Le capitaine hocha la tête pour dire oui. Il connaissait la manœuvre.
Le docteur, qui avait passé une bonne partie de la nuit au cabaret, arriva, pas bien ferme sur ses appuis. Même lui, qui en avait vu d’autres, fut dégrisé par le spectacle monstrueux de ce cadavre qui s’émiettait, qui partait en petits morceaux transportés par les petites bêtes.
On sentait qu’il n’était plus temps de penser à Linda et aux filles de la nuit. On était entre hommes et il fallait agir, pour le bien de la Cité !
- Pas joli, tout ça, fit Jouvet en sortant ses gants.
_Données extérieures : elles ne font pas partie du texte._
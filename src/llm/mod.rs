use async_trait::async_trait;
use serde_json::Value;

use crate::error::Result;

pub mod client;
pub mod generator;
pub mod prompts;
pub mod types;

pub use client::*;
pub use generator::*;
pub use types::{seed_response_schema, SeedItem, SeedResponse};

/// A schema-constrained completion surface. The production implementation
/// is [`OpenAiClient`]; tests inject stubs.
#[async_trait]
pub trait SeedModel {
    /// Requests one completion constrained to `schema`, returning the raw
    /// output text. Transport and non-success responses are errors; whether
    /// the text actually parses is the caller's concern.
    async fn complete(&self, prompt: &str, schema: Value, temperature: f32) -> Result<String>;
}
use std::collections::HashSet;
use std::path::PathBuf;
use std::time::Duration;

use clap::Parser;

use institution_seed_builder::{
    generate_seed_rows, load_countries, load_manual_seed_keys, resolve_api_key, write_seed_csv,
    GeneratorOptions, OpenAiClient,
};

/// Generate the LLM seed list: one structured-output request per
/// (country, category) unit, written as a CSV for manual curation.
#[derive(Debug, Parser)]
#[command(name = "llm_seeds")]
struct Args {
    #[arg(long, default_value = "gpt-5.2")]
    model: String,

    /// Hard cap per (country, category). Prompt logic prevents overlisting
    /// small countries.
    #[arg(long, default_value_t = 5)]
    max_items: usize,

    /// Lower is more deterministic. Best quality usually 0.0-0.2.
    #[arg(long, default_value_t = 0.1)]
    temperature: f32,

    /// Pause between API calls, in milliseconds.
    #[arg(long, default_value_t = 500)]
    sleep_ms: u64,

    /// Run a second-pass verifier per returned item (best accuracy, more
    /// calls).
    #[arg(long)]
    verify: bool,

    /// Skip institutions already present in the manual seed list.
    #[arg(long)]
    dedupe_against_manual: bool,

    /// Country list CSV with a `country_label` column.
    #[arg(long, default_value = "data/country_tiers.csv")]
    countries: PathBuf,

    /// Manually curated seed CSV with a `name` column.
    #[arg(long, default_value = "data/names_seed.csv")]
    manual_seeds: PathBuf,

    #[arg(long, default_value = "outputs/chatgpt_seeds.csv")]
    out: PathBuf,
}

#[tokio::main]
async fn main() -> anyhow::Result<()> {
    dotenv::dotenv().ok();
    env_logger::init();

    let args = Args::parse();

    let countries = load_countries(&args.countries)?;

    let manual_keys = if args.dedupe_against_manual {
        load_manual_seed_keys(&args.manual_seeds)?
    } else {
        HashSet::new()
    };

    let api_key = resolve_api_key("OPENAI_API_KEY", || {
        rpassword::prompt_password("Enter your OpenAI API key: ")
    })?;

    let options = GeneratorOptions {
        model: args.model,
        max_items: args.max_items,
        temperature: args.temperature,
        sleep: Duration::from_millis(args.sleep_ms),
        verify: args.verify,
        dedupe_against_manual: args.dedupe_against_manual,
    };

    let client = OpenAiClient::new(api_key, options.model.clone());

    let rows = generate_seed_rows(&client, &options, &countries, &manual_keys).await?;

    write_seed_csv(&args.out, &rows)?;
    println!("Wrote {} rows to {}", rows.len(), args.out.display());

    Ok(())
}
- Vous croyez que ces sales bêtes ont pu faire ça ? demanda la concierge, qui n’avait pu s’empêcher de venir prendre des nouvelles.
- Les petites bêtes ne mangent pas les grosses, répliqua l’officier, d’un air qui commandait à madame Antonivela de vaquer à ses occupations dans sa loge, où les femmes se remettaient de leurs émotions !
Jouvet, penché sur le cadavre grouillant, prit avec une pincette quelques minuscules bouts de chair. Le jeune employé de SANITATION, fasciné, regarda puis détourna les yeux, écoeuré. Il entendit quand même le bruit obscène de la pincette qui s’enfonçait dans la viande.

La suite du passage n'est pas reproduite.